■ **TASK TO COMPLETE**: Return the lines below that carry the word "actor".
(INPUT FOR THIS TASK)
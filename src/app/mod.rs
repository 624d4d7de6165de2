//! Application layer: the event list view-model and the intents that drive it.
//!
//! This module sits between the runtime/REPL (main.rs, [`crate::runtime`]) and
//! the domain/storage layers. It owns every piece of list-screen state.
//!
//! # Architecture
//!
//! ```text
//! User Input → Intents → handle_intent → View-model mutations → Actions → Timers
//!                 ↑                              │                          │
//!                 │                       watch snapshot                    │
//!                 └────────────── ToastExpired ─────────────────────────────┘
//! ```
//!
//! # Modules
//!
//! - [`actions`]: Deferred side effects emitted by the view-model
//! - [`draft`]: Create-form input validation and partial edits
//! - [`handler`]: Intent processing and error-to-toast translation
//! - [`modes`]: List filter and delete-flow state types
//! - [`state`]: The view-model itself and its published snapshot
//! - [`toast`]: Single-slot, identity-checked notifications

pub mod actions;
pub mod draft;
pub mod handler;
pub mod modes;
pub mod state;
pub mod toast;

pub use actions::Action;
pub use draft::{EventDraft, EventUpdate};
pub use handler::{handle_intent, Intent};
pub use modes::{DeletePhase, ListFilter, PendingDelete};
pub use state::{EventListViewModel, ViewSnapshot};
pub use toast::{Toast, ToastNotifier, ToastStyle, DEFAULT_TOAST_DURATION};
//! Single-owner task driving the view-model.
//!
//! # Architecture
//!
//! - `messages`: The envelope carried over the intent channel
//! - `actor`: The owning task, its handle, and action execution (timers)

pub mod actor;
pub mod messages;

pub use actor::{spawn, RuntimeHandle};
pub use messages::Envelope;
(End INPUT FOR THIS TASK)
■ **THE ANSWER**:
//! - `actor`: The owning task, its handle, and action execution (timers)
pub mod actor;
pub use actor::{spawn, RuntimeHandle};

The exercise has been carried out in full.